Susan O’Dell Underwood is the director of creative writing at Carson-Newman College in Jefferson City, Tennessee, where she has taught Appalachian literature, modern poetry, and writing for than twenty years. She earned an MFA in creative writing from the University of North Carolina at Greensboro and the PhD in English from Florida State University. In 2004, her novel-in-progress, Genesis Road, won the Tennessee Arts Commission grant for writing. Her first chapbook, From, about family and cultural influence in the mountain South, is forthcoming from Finishing Line Press. Underwood is originally from Bristol, Tennessee.

Look Away, Look Away

There’s no stand I’m willing to take,
no living or dying I’d do in the name of Dixie,
but that war is still alive even in the new millennium,
in email jokes about dumb Yankees,
rancorous flare-ups over the Confederate flag,
in redneck comedy tours,
and even in my own sorry bile
when shiftless boys the age of soldiers
drive past and blast that truck-horn tune.

My brother tells me,
when his friend’s string band
struck up that defiant cheer of home
on stage at the Knoxville World’s Fair Park,
the organizer forced them to stop mid-pick.
How does it happen away down South
that we’re afraid to offend even ourselves?

It’s hard to keep up
with what to be ashamed of,
who’s the enemy now.
The old people in our family taught me
to hate “Battle Hymn of the Republic,”
so when I was a kid I refused to sing it.
In my grandparents’ living room
I read fairy tales and worked puzzles
under Robert E. Lee’s watchful portrait.
They let me hold in my palm
the mini-ball my great-great grandfather coughed up
after he walked hundreds of miles home
from a Union prison camp.

On my first visit to the Lincoln Memorial
at age thirty, the marble stare accused my heritage,
that lionized story of my grandfather,
a scientist, who in his age, for all his intellect,
would not walk up those steps.

It’s the autumn we elect a black man.
At the music festival in Bristol, my hometown,
my brother plays his guitar for free
under a tent like the ones they use at camp revivals,
the ones for graveside services and re-enactments.
He’s in time
with a troupe of men and women
standing around a sitting horde of men and women—
thirty or more—wielding banjos
and fiddles, brandishing dulcimers and mandolins,
the standing bass fiddles on guard at the outskirts.

In the streaming street, out in the sun,
hard-won places are taken up in the crowd
by dark-skinned faces—Latino families,
a group of women dressed in saris.
There’s the smell of kabobs
bearded men sell across the street,
and a new Chinese restaurant
in the next block, with a line out the door.

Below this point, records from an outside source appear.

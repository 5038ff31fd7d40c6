//! Queries against the status index.

#[cfg(test)]
mod tests {
    use std::sync::Arc;

    use dynaquery_core::config::DataLayerConfig;
    use dynaquery_core::error::DataError;
    use dynaquery_core::expression::QueryDefinition;
    use dynaquery_core::index::SecondaryIndex;
    use dynaquery_core::pagination::{PageRequest, decode_cursor};
    use dynaquery_core::repository::{EntityDefinition, IndexQueryParams, Repository};
    use dynaquery_memstore::MemStore;
    use dynaquery_model::types::ScalarAttributeType;
    use dynaquery_model::{AttributeValue, StoreClient, StoreOperation};
    use serde_json::{Value, json};

    use crate::{STATUS_INDEX, TABLE, ids, new_store, repository, seed};

    async fn seeded_orders() -> (Arc<MemStore>, Repository) {
        let store = new_store();
        let repo = repository(&store, "orders");
        seed(
            &repo,
            vec![
                json!({ "id": "o1", "status": "active", "amount": 150, "region": "eu" }),
                json!({ "id": "o2", "status": "active", "amount": 40, "region": "us" }),
                json!({ "id": "o3", "status": "active", "amount": 300, "region": "eu" }),
                json!({ "id": "o4", "status": "pending", "amount": 200, "region": "eu" }),
                json!({ "id": "o5", "status": "active", "amount": 100, "region": "us" }),
                json!({ "id": "o6", "region": "eu" }),
            ],
        )
        .await
        .unwrap();
        (store, repo)
    }

    fn by_status(status: &str) -> IndexQueryParams {
        IndexQueryParams::builder()
            .index_name(STATUS_INDEX)
            .partition_field("status")
            .partition_value(json!(status))
            .build()
    }

    fn definition(value: &Value) -> QueryDefinition {
        QueryDefinition::from_json(value).unwrap()
    }

    #[tokio::test]
    async fn test_should_query_index_in_sort_key_order() {
        let (_store, repo) = seeded_orders().await;

        let all = repo.query_by_secondary_index(by_status("active")).await.unwrap();
        assert_eq!(ids(&all), ["o2", "o5", "o1", "o3"]);

        let ranged = repo
            .query_by_secondary_index(IndexQueryParams {
                sort_key_query: Some(definition(&json!({ "amount": { "$between": [100, 300] } }))),
                ..by_status("active")
            })
            .await
            .unwrap();
        assert_eq!(ids(&ranged), ["o5", "o1", "o3"]);
    }

    #[tokio::test]
    async fn test_should_filter_and_project_index_results() {
        let (_store, repo) = seeded_orders().await;

        let records = repo
            .query_by_secondary_index(IndexQueryParams {
                query: Some(definition(&json!({ "region": "eu" }))),
                fields: Some(vec!["id".to_owned()]),
                ..by_status("active")
            })
            .await
            .unwrap();
        assert_eq!(ids(&records), ["o1", "o3"]);
        assert!(records.iter().all(|r| r.len() == 1));
    }

    #[tokio::test]
    async fn test_should_page_index_backwards_with_index_cursor() {
        let (_store, repo) = seeded_orders().await;
        let paging = PageRequest::builder().page_size(2).descending(true).build();

        let first = repo
            .query_by_secondary_index_paginate(IndexQueryParams {
                paging: paging.clone(),
                ..by_status("active")
            })
            .await
            .unwrap();
        assert_eq!(ids(&first.items), ["o3", "o1"]);

        let cursor = first.next_cursor.unwrap();
        let key = decode_cursor(&cursor).unwrap();
        assert_eq!(key.get("id"), Some(&AttributeValue::s("o1")));
        assert_eq!(key.get("status"), Some(&AttributeValue::s("active")));
        assert_eq!(key.get("amount"), Some(&AttributeValue::n(150)));

        let mut rest = Vec::new();
        let mut cursor = Some(cursor);
        while let Some(next) = cursor {
            let page = repo
                .query_by_secondary_index_paginate(IndexQueryParams {
                    paging: PageRequest {
                        cursor: Some(next),
                        ..paging.clone()
                    },
                    ..by_status("active")
                })
                .await
                .unwrap();
            rest.extend(ids(&page.items));
            cursor = page.next_cursor;
        }
        assert_eq!(rest, ["o5", "o2"]);
    }

    #[tokio::test]
    async fn test_should_follow_status_change_into_other_partition() {
        let (_store, repo) = seeded_orders().await;
        repo.update_one_by_id("o4", json!({ "status": "active" }))
            .await
            .unwrap();

        let active = repo.query_by_secondary_index(by_status("active")).await.unwrap();
        assert_eq!(ids(&active), ["o2", "o5", "o1", "o4", "o3"]);
        let pending = repo.query_by_secondary_index(by_status("pending")).await.unwrap();
        assert!(pending.is_empty());
    }

    #[tokio::test]
    async fn test_should_reject_index_mismatches_before_store_call() {
        let (store, repo) = seeded_orders().await;
        let bare = Repository::new(
            EntityDefinition::builder()
                .table_name(TABLE)
                .partition_value("orders")
                .build(),
            Arc::clone(&store) as Arc<dyn StoreClient>,
            DataLayerConfig::default(),
        );

        let cases = [
            (&bare, by_status("active"), "Invalid secondary index definitions"),
            (
                &repo,
                IndexQueryParams {
                    index_name: "byOwner".to_owned(),
                    ..by_status("active")
                },
                "Invalid secondary index name",
            ),
            (
                &repo,
                IndexQueryParams {
                    partition_field: "owner".to_owned(),
                    ..by_status("active")
                },
                "Invalid secondary index field definitions",
            ),
        ];
        for (repo, params, message) in cases {
            let err = repo.query_by_secondary_index_paginate(params).await.unwrap_err();
            assert!(matches!(err, DataError::IndexMisconfigured { .. }));
            assert_eq!(err.to_string(), message);
        }
        assert_eq!(store.call_count(StoreOperation::Query), 0);
    }

    fn orders_with_index(store: &Arc<MemStore>, index: SecondaryIndex) -> Repository {
        Repository::new(
            EntityDefinition::builder()
                .table_name(TABLE)
                .partition_value("orders")
                .secondary_indexes(vec![index])
                .build(),
            Arc::clone(store) as Arc<dyn StoreClient>,
            DataLayerConfig::default(),
        )
    }

    #[tokio::test]
    async fn test_should_return_only_what_the_index_carries() {
        let (store, _repo) = seeded_orders().await;
        let narrow = orders_with_index(
            &store,
            SecondaryIndex::new(STATUS_INDEX, "status", "amount", ScalarAttributeType::N)
                .with_projected_fields(["region"]),
        );

        let records = narrow.query_by_secondary_index(by_status("active")).await.unwrap();
        assert_eq!(ids(&records), ["o2", "o5", "o1", "o3"]);
        for record in &records {
            let mut fields: Vec<&str> = record.keys().map(String::as_str).collect();
            fields.sort_unstable();
            assert_eq!(fields, ["amount", "featurePartition", "id", "region", "status"]);
        }

        let paged = narrow
            .query_by_secondary_index_paginate(IndexQueryParams {
                fields: Some(vec!["region".to_owned()]),
                paging: PageRequest::builder().page_size(3).build(),
                ..by_status("active")
            })
            .await
            .unwrap();
        assert_eq!(paged.items.len(), 3);
        assert!(paged.items.iter().all(|r| r.len() == 1 && r.contains_key("region")));
        assert!(paged.next_cursor.is_some());
    }

    #[tokio::test]
    async fn test_should_reject_index_keyed_twice_on_one_field() {
        let (store, _repo) = seeded_orders().await;
        let broken = orders_with_index(
            &store,
            SecondaryIndex::new(STATUS_INDEX, "status", "status", ScalarAttributeType::S),
        );

        let err = broken
            .query_by_secondary_index_paginate(by_status("active"))
            .await
            .unwrap_err();
        assert!(matches!(err, DataError::IndexMisconfigured { .. }));
        assert_eq!(err.to_string(), "Invalid secondary index field definitions");
        assert_eq!(store.call_count(StoreOperation::Query), 0);
    }

    #[tokio::test]
    async fn test_should_reject_bad_index_key_conditions() {
        let (store, repo) = seeded_orders().await;

        let err = repo
            .query_by_secondary_index_paginate(IndexQueryParams {
                sort_key_query: Some(definition(&json!({ "region": "eu" }))),
                ..by_status("active")
            })
            .await
            .unwrap_err();
        assert_eq!(err.to_string(), "Invalid Sort key value");

        let err = repo
            .query_by_secondary_index_paginate(IndexQueryParams {
                partition_value: Value::Null,
                ..by_status("active")
            })
            .await
            .unwrap_err();
        assert_eq!(err.to_string(), "Invalid Hash key value");
        assert!(err.is_validation());

        assert_eq!(store.call_count(StoreOperation::Query), 0);
    }
}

Sometimes one of the musicians gives a whoop
over the ringing strings,
a Rebel yell newcomers might not recognize.
But it’s a brutal kin to other anthems
kept alive in other civil places,
where the soil of battlefields
still comes up blood-soaked—
Croatia, Kashmir, Rwanda,
Tiananmen Square and Darfur,
Kandahar and Fallujah,
Wounded Knee.

The players shout and don’t stop playing,
though their hands must ache,
their fingers blister and rupture.
Without singing, they play the old tune
they know by heart
over and over and over, until it seems harmless,
until it sounds almost perfectly joyful.